__Assignment__
Where a line of the data holds the word "join", copy that line.
BEGIN
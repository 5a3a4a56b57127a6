//! Pull-based reconciliation against a peer node.
//!
//! A sync fetches the peer's manifest, works out which tracks are missing
//! locally and pulls them in fixed-size batches, each one packaged by the
//! peer as a zip archive and extracted under `imports/<remote>/`. The
//! ingest pipeline picks the extracted files up from there.

use super::active::{ActiveSyncs, SyncRegistration};
use super::peer_client::{PeerClient, PeerConnector, PeerError};
use super::is_valid_remote_name;
use crate::archive_jobs::ArchiveJobStatus;
use crate::library::{durations_match, normalize_tag, ManifestTrack, RemoteStore, TrackIndex};
use std::collections::HashSet;
use std::fs::{self, File};
use std::io;
use std::path::{Path, PathBuf};
use std::sync::Arc;
use std::time::Duration;
use thiserror::Error;
use tokio_util::sync::CancellationToken;
use tokio_util::task::TaskTracker;
use tracing::{debug, error, info, warn};
use zip::ZipArchive;

pub const DEFAULT_BATCH_SIZE: usize = 30;
pub const DEFAULT_POLL_INTERVAL: Duration = Duration::from_secs(1);
pub const DEFAULT_MAX_POLL_ATTEMPTS: u32 = 60;

#[derive(Debug, Clone)]
pub struct SyncSettings {
    pub batch_size: usize,
    pub poll_interval: Duration,
    pub max_poll_attempts: u32,
}

impl Default for SyncSettings {
    fn default() -> Self {
        Self {
            batch_size: DEFAULT_BATCH_SIZE,
            poll_interval: DEFAULT_POLL_INTERVAL,
            max_poll_attempts: DEFAULT_MAX_POLL_ATTEMPTS,
        }
    }
}

#[derive(Debug, Error, PartialEq, Eq)]
pub enum SyncError {
    #[error("A sync for remote {0} is already running")]
    AlreadyRunning(String),

    #[error("Invalid remote name {0:?}")]
    InvalidRemoteName(String),
}

#[derive(Debug, Clone, PartialEq, Eq)]
pub enum SyncOutcome {
    /// Nothing was missing locally.
    UpToDate,
    Completed { batches: usize, failed_batches: usize },
    Cancelled,
    Failed(String),
}

#[derive(Debug, Error)]
enum BatchError {
    #[error("cancelled")]
    Cancelled,

    #[error(transparent)]
    Peer(#[from] PeerError),

    #[error("remote job {0} failed")]
    RemoteJobFailed(String),

    #[error("remote job {job_id} still processing after {attempts} polls")]
    Timeout { job_id: String, attempts: u32 },

    #[error("extraction failed: {0}")]
    Extract(String),
}

pub struct SyncOrchestrator {
    index: Arc<dyn TrackIndex>,
    remotes: Arc<dyn RemoteStore>,
    connector: Arc<dyn PeerConnector>,
    active: ActiveSyncs,
    imports_dir: PathBuf,
    staging_dir: PathBuf,
    settings: SyncSettings,
    tasks: TaskTracker,
}

impl SyncOrchestrator {
    pub fn new(
        index: Arc<dyn TrackIndex>,
        remotes: Arc<dyn RemoteStore>,
        connector: Arc<dyn PeerConnector>,
        imports_dir: PathBuf,
        staging_dir: PathBuf,
        settings: SyncSettings,
        tasks: TaskTracker,
    ) -> Self {
        Self {
            index,
            remotes,
            connector,
            active: ActiveSyncs::new(),
            imports_dir,
            staging_dir,
            settings,
            tasks,
        }
    }

    pub fn active(&self) -> &ActiveSyncs {
        &self.active
    }

    pub fn is_syncing(&self, name: &str) -> bool {
        self.active.is_active(name)
    }

    /// Stops the sync of `name` at its next checkpoint.
    pub fn cancel(&self, name: &str) -> bool {
        let cancelled = self.active.cancel(name);
        if cancelled {
            info!("Sync {}: cancellation requested", name);
        }
        cancelled
    }

    pub fn cancel_all(&self) {
        self.active.cancel_all();
    }

    fn register(&self, name: &str) -> Result<SyncRegistration, SyncError> {
        if !is_valid_remote_name(name) {
            return Err(SyncError::InvalidRemoteName(name.to_string()));
        }
        self.active
            .try_begin(name)
            .ok_or_else(|| SyncError::AlreadyRunning(name.to_string()))
    }

    /// Admits the sync synchronously and runs it on a tracked task.
    pub fn start(self: &Arc<Self>, name: &str, url: &str) -> Result<(), SyncError> {
        let registration = self.register(name)?;
        let this = self.clone();
        let url = url.to_string();
        self.tasks.spawn(async move {
            let name = registration.name().to_string();
            let outcome = this.run(registration, &url).await;
            log_outcome(&name, &outcome);
        });
        Ok(())
    }

    /// Runs a sync to completion on the current task.
    pub async fn sync_now(&self, name: &str, url: &str) -> Result<SyncOutcome, SyncError> {
        let registration = self.register(name)?;
        let outcome = self.run(registration, url).await;
        log_outcome(name, &outcome);
        Ok(outcome)
    }

    async fn run(&self, registration: SyncRegistration, url: &str) -> SyncOutcome {
        let name = registration.name().to_string();
        info!("Sync {}: connecting to {}", name, url);

        let peer = match self.connector.connect(url) {
            Ok(peer) => peer,
            Err(err) => return SyncOutcome::Failed(err.to_string()),
        };
        let manifest = match peer.fetch_manifest().await {
            Ok(manifest) => manifest,
            Err(err) => return SyncOutcome::Failed(err.to_string()),
        };
        if registration.is_cancelled() {
            return SyncOutcome::Cancelled;
        }

        let needed = match compute_needed(&manifest.tracks, self.index.as_ref()) {
            Ok(needed) => needed,
            Err(err) => return SyncOutcome::Failed(format!("{:#}", err)),
        };
        info!(
            "Sync {}: peer lists {} tracks, {} needed",
            name,
            manifest.tracks.len(),
            needed.len()
        );
        if needed.is_empty() {
            self.record_sync(&name);
            return SyncOutcome::UpToDate;
        }

        let destination = self.imports_dir.join(&name);
        let batch_size = self.settings.batch_size.max(1);
        let batches: Vec<&[String]> = needed.chunks(batch_size).collect();
        let mut failed_batches = 0;

        for (index, batch) in batches.iter().enumerate() {
            if registration.is_cancelled() {
                return SyncOutcome::Cancelled;
            }
            let batch_number = index + 1;
            debug!(
                "Sync {}: batch {}/{} with {} files",
                name,
                batch_number,
                batches.len(),
                batch.len()
            );

            match self
                .run_batch(peer.as_ref(), batch, &destination, registration.token())
                .await
            {
                Ok(extracted) => {
                    info!(
                        "Sync {}: batch {}/{} extracted {} files",
                        name,
                        batch_number,
                        batches.len(),
                        extracted
                    );
                }
                Err(BatchError::Cancelled) => return SyncOutcome::Cancelled,
                Err(err) => {
                    warn!(
                        "Sync {}: batch {}/{} failed: {}",
                        name,
                        batch_number,
                        batches.len(),
                        err
                    );
                    failed_batches += 1;
                }
            }
        }

        if registration.is_cancelled() {
            return SyncOutcome::Cancelled;
        }
        self.record_sync(&name);
        SyncOutcome::Completed {
            batches: batches.len(),
            failed_batches,
        }
    }

    async fn run_batch(
        &self,
        peer: &dyn PeerClient,
        files: &[String],
        destination: &Path,
        cancel: &CancellationToken,
    ) -> Result<usize, BatchError> {
        let job = peer.create_job(files).await?;
        let mut status = job.status;
        let mut attempts = 0;

        while status == ArchiveJobStatus::Processing {
            if attempts >= self.settings.max_poll_attempts {
                return Err(BatchError::Timeout {
                    job_id: job.job_id,
                    attempts,
                });
            }
            attempts += 1;
            tokio::select! {
                _ = cancel.cancelled() => return Err(BatchError::Cancelled),
                _ = tokio::time::sleep(self.settings.poll_interval) => {}
            }
            status = peer.job_status(&job.job_id).await?;
        }
        if status == ArchiveJobStatus::Error {
            return Err(BatchError::RemoteJobFailed(job.job_id));
        }

        tokio::fs::create_dir_all(&self.staging_dir)
            .await
            .map_err(PeerError::from)?;
        // Removed from disk when dropped, whatever happens below.
        let staged = tempfile::Builder::new()
            .prefix("sync_")
            .suffix(".zip")
            .tempfile_in(&self.staging_dir)
            .map_err(PeerError::from)?
            .into_temp_path();

        let bytes = peer.download_archive(&job.job_id, &staged).await?;
        debug!("Downloaded archive for job {} ({} bytes)", job.job_id, bytes);

        let archive = staged.to_path_buf();
        let destination = destination.to_path_buf();
        let extracted = tokio::task::spawn_blocking(move || extract_archive(&archive, &destination))
            .await
            .map_err(|e| BatchError::Extract(e.to_string()))?
            .map_err(|e| BatchError::Extract(e.to_string()))?;

        drop(staged);
        Ok(extracted)
    }

    fn record_sync(&self, name: &str) {
        let now = chrono::Utc::now().timestamp_millis();
        match self.remotes.update_last_sync(name, now) {
            Ok(true) => {}
            Ok(false) => debug!("Sync {}: remote no longer stored, last_sync not recorded", name),
            Err(err) => error!("Sync {}: failed to record last_sync: {:#}", name, err),
        }
    }
}

fn log_outcome(name: &str, outcome: &SyncOutcome) {
    match outcome {
        SyncOutcome::UpToDate => info!("Sync {}: already up to date", name),
        SyncOutcome::Completed {
            batches,
            failed_batches,
        } => info!(
            "Sync {}: completed {} batches ({} failed)",
            name, batches, failed_batches
        ),
        SyncOutcome::Cancelled => info!("Sync {}: cancelled", name),
        SyncOutcome::Failed(reason) => error!("Sync {}: failed: {}", name, reason),
    }
}

/// Paths of the peer's tracks that are not already covered locally, either
/// by identical content or by a same-song copy of at least equal bitrate.
pub fn compute_needed(
    remote_tracks: &[ManifestTrack],
    index: &dyn TrackIndex,
) -> anyhow::Result<Vec<String>> {
    let mut needed = Vec::new();
    let mut seen = HashSet::new();

    for track in remote_tracks {
        if index.get_by_hash(&track.hash)?.is_some() {
            continue;
        }
        if covered_by_metadata(track, index)? {
            continue;
        }
        if seen.insert(track.path.clone()) {
            needed.push(track.path.clone());
        }
    }

    Ok(needed)
}

fn covered_by_metadata(track: &ManifestTrack, index: &dyn TrackIndex) -> anyhow::Result<bool> {
    let Some(duration) = track.duration.filter(|d| *d > 0.0) else {
        return Ok(false);
    };
    let title = normalize_tag(&track.title);
    if title.is_empty() {
        return Ok(false);
    }

    let candidates = index.find_by_metadata(&title, &normalize_tag(&track.artist))?;
    Ok(candidates.iter().any(|local| {
        local.duration > 0.0
            && durations_match(local.duration, duration)
            && local.bitrate >= track.bitrate
    }))
}

/// Extracts every entry whose name stays inside `destination`. Returns the
/// number of files written.
pub fn extract_archive(archive: &Path, destination: &Path) -> io::Result<usize> {
    fs::create_dir_all(destination)?;
    let mut zip = ZipArchive::new(File::open(archive)?).map_err(io::Error::other)?;

    let mut extracted = 0;
    for i in 0..zip.len() {
        let mut entry = zip.by_index(i).map_err(io::Error::other)?;
        let Some(relative) = entry.enclosed_name() else {
            warn!("Skipping archive entry with unsafe name {:?}", entry.name());
            continue;
        };
        let target = destination.join(relative);

        if entry.is_dir() {
            fs::create_dir_all(&target)?;
            continue;
        }
        if let Some(parent) = target.parent() {
            fs::create_dir_all(parent)?;
        }
        let mut out = File::create(&target)?;
        io::copy(&mut entry, &mut out)?;
        extracted += 1;
    }

    Ok(extracted)
}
END
__Result below__
        let destination = self.imports_dir.join(&name);
        let target = destination.join(relative);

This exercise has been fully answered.